Not Invented Here is a popular mantra in many companies. Majority thinks that you should focus on business value, and all other things are secondary. Let’s take a small company of 20 people that creates iOS Apps. Obviously, you should use existing tools for coding, tasks management, team communication, continuous integration, CRM, recruiting, marketing analytics, etc. Should you build your own chat? Create your own internal task management software? Invent your own CRM?
“No!” is a no brainer answer to all these questions. You should focus on your area of expertise: create iOS Apps and do nothing else. Or should you?
I believe the situation is more complex. Imagine you start making (and use) your own tools. What benefits you’ll get?
When you make your own tools, you have a chance to solve problem differently and better. That is, in a nutshell, how we invent things.
In software development there are thousands of examples. Every major company invents few JavaScript frameworks. React was created by Facebook (and it is good). Angular was created by Google (and it is not so good). Uber, AirBnB, Alibaba, Microsoft — so many companies created own JS frameworks and tools. From the industry perspective this is great! We have competitive ecosystem where good frameworks shine and bad frameworks die. But it is hard to say who will win analytically. You have to build stuff and push it to the wild world. The world will use it, evaluate it and score it. We have evolution of ideas, mutual influence and mutations. Companies learn from each other and move frontiers forward.
Evolution of JavaScript frameworks. Source.
From specific company perspective it may look like waste of time and money. In some cases it is. But in some cases it gives enormous benefits:
We write all of our own tools, no matter what project we’re building. Pretty much anything that we’re doing requires some sort of design tool that didn’t exist before. In fact, the design tools that we write to do the projects that we’re doing are a sort of product in and of themselves.

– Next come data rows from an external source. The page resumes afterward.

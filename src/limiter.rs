//! Fixed-window admission control.
//!
//! Two independent counters per caller — one per calendar minute, one per
//! UTC day — both incremented on every check, each expiring with its
//! window. This is deliberately fixed-window rather than sliding-window or
//! token-bucket: bursty but simple and cheap. A caller can burst up to 2x
//! the per-minute cap across a window boundary; that is an accepted edge
//! case, not a defect to smooth over.
//!
//! Counters live in the injected [`KvStore`], so admission stays correct
//! when multiple gateway instances share a backend. When the store is
//! unreachable the [`FailurePolicy`] decides: fail closed (default,
//! distinguishable [`GatewayError::LimiterUnavailable`]) or fail open.

use std::sync::Arc;
use std::time::Duration;

use chrono::{DateTime, Utc};
use serde::{Deserialize, Serialize};
use tracing::warn;

use crate::store::{FailurePolicy, KvStore};
use crate::telemetry;
use crate::types::UserUsage;
use crate::{GatewayError, Result};

const MINUTE_WINDOW: Duration = Duration::from_secs(60);
const DAY_WINDOW: Duration = Duration::from_secs(86_400);

/// Per-caller admission caps.
#[derive(Debug, Clone, Copy, PartialEq, Eq, Serialize, Deserialize)]
pub struct RateLimits {
    pub requests_per_minute: u32,
    pub requests_per_day: u32,
}

impl Default for RateLimits {
    fn default() -> Self {
        Self {
            requests_per_minute: 30,
            requests_per_day: 500,
        }
    }
}

impl RateLimits {
    pub fn new(requests_per_minute: u32, requests_per_day: u32) -> Self {
        Self {
            requests_per_minute,
            requests_per_day,
        }
    }
}

/// Outcome of an admission check.
#[derive(Debug, Clone, Copy, PartialEq, Eq)]
pub struct Admission {
    pub allowed: bool,
    /// Time remaining in the window that rejected the request.
    pub retry_after: Option<Duration>,
}

impl Admission {
    fn allowed() -> Self {
        Self {
            allowed: true,
            retry_after: None,
        }
    }

    fn rejected(retry_after: Duration) -> Self {
        Self {
            allowed: false,
            retry_after: Some(retry_after),
        }
    }
}

/// Fixed-window rate limiter over a shared counter store.
pub struct RateLimiter {
    store: Arc<dyn KvStore>,
    policy: FailurePolicy,
}

impl RateLimiter {
    pub fn new(store: Arc<dyn KvStore>, policy: FailurePolicy) -> Self {
        Self { store, policy }
    }

    /// Check whether `caller` may proceed, recording the attempt.
    ///
    /// Both counters are incremented even when the request is ultimately
    /// rejected; rejected attempts still consume window capacity.
    pub async fn check_and_record(&self, caller: &str, limits: &RateLimits) -> Result<Admission> {
        self.check_and_record_at(caller, limits, Utc::now()).await
    }

    async fn check_and_record_at(
        &self,
        caller: &str,
        limits: &RateLimits,
        now: DateTime<Utc>,
    ) -> Result<Admission> {
        let ts = now.timestamp();

        let minute_count = match self
            .store
            .incr(&minute_key(caller, ts), MINUTE_WINDOW)
            .await
        {
            Ok(n) => n,
            Err(e) => return self.degraded(caller, e),
        };
        let day_count = match self.store.incr(&day_key(caller, ts), DAY_WINDOW).await {
            Ok(n) => n,
            Err(e) => return self.degraded(caller, e),
        };

        if minute_count > u64::from(limits.requests_per_minute) {
            metrics::counter!(telemetry::ADMISSION_REJECTIONS_TOTAL, "reason" => "minute")
                .increment(1);
            return Ok(Admission::rejected(seconds_to_next_minute(ts)));
        }
        if day_count > u64::from(limits.requests_per_day) {
            metrics::counter!(telemetry::ADMISSION_REJECTIONS_TOTAL, "reason" => "day")
                .increment(1);
            return Ok(Admission::rejected(seconds_to_next_day(ts)));
        }
        Ok(Admission::allowed())
    }

    /// Read a caller's current counters without recording anything.
    pub async fn usage(&self, caller: &str, limits: &RateLimits) -> Result<UserUsage> {
        self.usage_at(caller, limits, Utc::now()).await
    }

    async fn usage_at(
        &self,
        caller: &str,
        limits: &RateLimits,
        now: DateTime<Utc>,
    ) -> Result<UserUsage> {
        let ts = now.timestamp();
        let map_err = |e| GatewayError::LimiterUnavailable(format!("{e}"));
        let requests_this_minute = self
            .store
            .get_u64(&minute_key(caller, ts))
            .await
            .map_err(map_err)?
            .unwrap_or(0);
        let requests_today = self
            .store
            .get_u64(&day_key(caller, ts))
            .await
            .map_err(map_err)?
            .unwrap_or(0);
        Ok(UserUsage {
            requests_this_minute,
            requests_today,
            limits: *limits,
        })
    }

    fn degraded(&self, caller: &str, err: crate::store::StoreError) -> Result<Admission> {
        match self.policy {
            FailurePolicy::Open => {
                warn!(caller, error = %err, "rate-limit store unavailable, failing open");
                Ok(Admission::allowed())
            }
            FailurePolicy::Closed => Err(GatewayError::LimiterUnavailable(format!("{err}"))),
        }
    }
}

fn minute_key(caller: &str, ts: i64) -> String {
    format!("rate:{caller}:m:{}", ts.div_euclid(60))
}

fn day_key(caller: &str, ts: i64) -> String {
    format!("rate:{caller}:d:{}", ts.div_euclid(86_400))
}

/// Seconds until the next minute boundary, in `1..=60`.
fn seconds_to_next_minute(ts: i64) -> Duration {
    Duration::from_secs((60 - ts.rem_euclid(60)) as u64)
}

/// Seconds until the next UTC midnight, in `1..=86_400`.
fn seconds_to_next_day(ts: i64) -> Duration {
    Duration::from_secs((86_400 - ts.rem_euclid(86_400)) as u64)
}

#[cfg(test)]
mod tests {
    use super::*;
    use crate::store::MemoryStore;
    use chrono::TimeZone;

    fn limiter() -> RateLimiter {
        RateLimiter::new(Arc::new(MemoryStore::new()), FailurePolicy::Closed)
    }

    fn at(secs: i64) -> DateTime<Utc> {
        Utc.timestamp_opt(secs, 0).unwrap()
    }

    #[tokio::test]
    async fn admits_up_to_minute_cap_then_rejects() {
        let limiter = limiter();
        let limits = RateLimits::new(10, 1000);
        // 15 seconds into a minute window.
        let now = at(90_015);

        for _ in 0..10 {
            let admission = limiter
                .check_and_record_at("alice", &limits, now)
                .await
                .unwrap();
            assert!(admission.allowed);
        }
        let eleventh = limiter
            .check_and_record_at("alice", &limits, now)
            .await
            .unwrap();
        assert!(!eleventh.allowed);
        let retry = eleventh.retry_after.unwrap();
        assert!(retry >= Duration::from_secs(1) && retry <= Duration::from_secs(60));
        assert_eq!(retry, Duration::from_secs(45));
    }

    #[tokio::test]
    async fn minute_windows_are_independent() {
        let limiter = limiter();
        let limits = RateLimits::new(2, 1000);

        let first_window = at(120);
        for _ in 0..2 {
            assert!(
                limiter
                    .check_and_record_at("bob", &limits, first_window)
                    .await
                    .unwrap()
                    .allowed
            );
        }
        assert!(
            !limiter
                .check_and_record_at("bob", &limits, first_window)
                .await
                .unwrap()
                .allowed
        );

        // Next minute bucket starts fresh.
        let next_window = at(180);
        assert!(
            limiter
                .check_and_record_at("bob", &limits, next_window)
                .await
                .unwrap()
                .allowed
        );
    }

    #[tokio::test]
    async fn day_cap_reports_seconds_to_midnight() {
        let limiter = limiter();
        let limits = RateLimits::new(1000, 1);
        // 2021-01-01T23:59:30Z
        let now = Utc.with_ymd_and_hms(2021, 1, 1, 23, 59, 30).unwrap();

        assert!(
            limiter
                .check_and_record_at("carol", &limits, now)
                .await
                .unwrap()
                .allowed
        );
        let rejected = limiter
            .check_and_record_at("carol", &limits, now)
            .await
            .unwrap();
        assert!(!rejected.allowed);
        assert_eq!(rejected.retry_after, Some(Duration::from_secs(30)));
    }

    #[tokio::test]
    async fn rejected_attempts_still_consume_capacity() {
        let limiter = limiter();
        let limits = RateLimits::new(100, 3);
        let now = at(5_000);

        for _ in 0..6 {
            limiter
                .check_and_record_at("dave", &limits, now)
                .await
                .unwrap();
        }
        let usage = limiter.usage_at("dave", &limits, now).await.unwrap();
        assert_eq!(usage.requests_today, 6);
    }

    #[tokio::test]
    async fn callers_do_not_share_counters() {
        let limiter = limiter();
        let limits = RateLimits::new(1, 1000);
        let now = at(7_207);

        assert!(
            limiter
                .check_and_record_at("erin", &limits, now)
                .await
                .unwrap()
                .allowed
        );
        assert!(
            !limiter
                .check_and_record_at("erin", &limits, now)
                .await
                .unwrap()
                .allowed
        );
        assert!(
            limiter
                .check_and_record_at("frank", &limits, now)
                .await
                .unwrap()
                .allowed
        );
    }

    #[tokio::test]
    async fn usage_reads_both_windows() {
        let limiter = limiter();
        let limits = RateLimits::default();
        let now = at(86_400 * 100 + 3_601);

        for _ in 0..3 {
            limiter
                .check_and_record_at("grace", &limits, now)
                .await
                .unwrap();
        }
        let usage = limiter.usage_at("grace", &limits, now).await.unwrap();
        assert_eq!(usage.requests_this_minute, 3);
        assert_eq!(usage.requests_today, 3);
        assert_eq!(usage.limits, limits);
    }

    #[test]
    fn retry_after_on_exact_boundary_is_full_window() {
        assert_eq!(seconds_to_next_minute(120), Duration::from_secs(60));
        assert_eq!(seconds_to_next_minute(119), Duration::from_secs(1));
        assert_eq!(seconds_to_next_day(86_400), Duration::from_secs(86_400));
    }
}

I think in reality, today, if you use the same tools as everyone else, you kind of build the same products. If you write your own tools, you can sort of see new things, design new things. — Saul Griffith
The tools you’ll make will have at least one fervent user — yourself. Indeed, you have this problem, this burning need. You make a tool that solves the problem. There is a very good chance that other people or companies have exactly the same problem as well. If you really enjoy your solution, there is a good chance that other people will enjoy it too.
In a conversation with potential customer you have rapport and resonance. You fine tune your mutual problems, exchange ideas and feel motivated. You can feel your own pain, but it is extremely hard to have similar feeling if problem is not yours.
Thor’s internal tool spectre. Source.
How often startups try to solve a problem that does not exist at all? How often we try to climb abstraction ladder and invent a problem that is hard to comprehend and explain? When you build a tool to solve your own problem — everything is deadly explicit. This explicitness guides your decisions, your vision and your product (or service). It helps you to reduce ambiguity, select important feature and release something early. It helps to validate value and spot bad ideas that don’t work. Everything becomes much more simple.
How many great products, companies and technologies were created this way? There are many: Basecamp, Git, Slack, AWS, GitHub, Twitch, Apple, Patagonia, Docker, Linux, Clojure, Holacracy, etc.
I don’t think you should make all your tools. But at least you should make some of them. This is the path to novelty. And fun.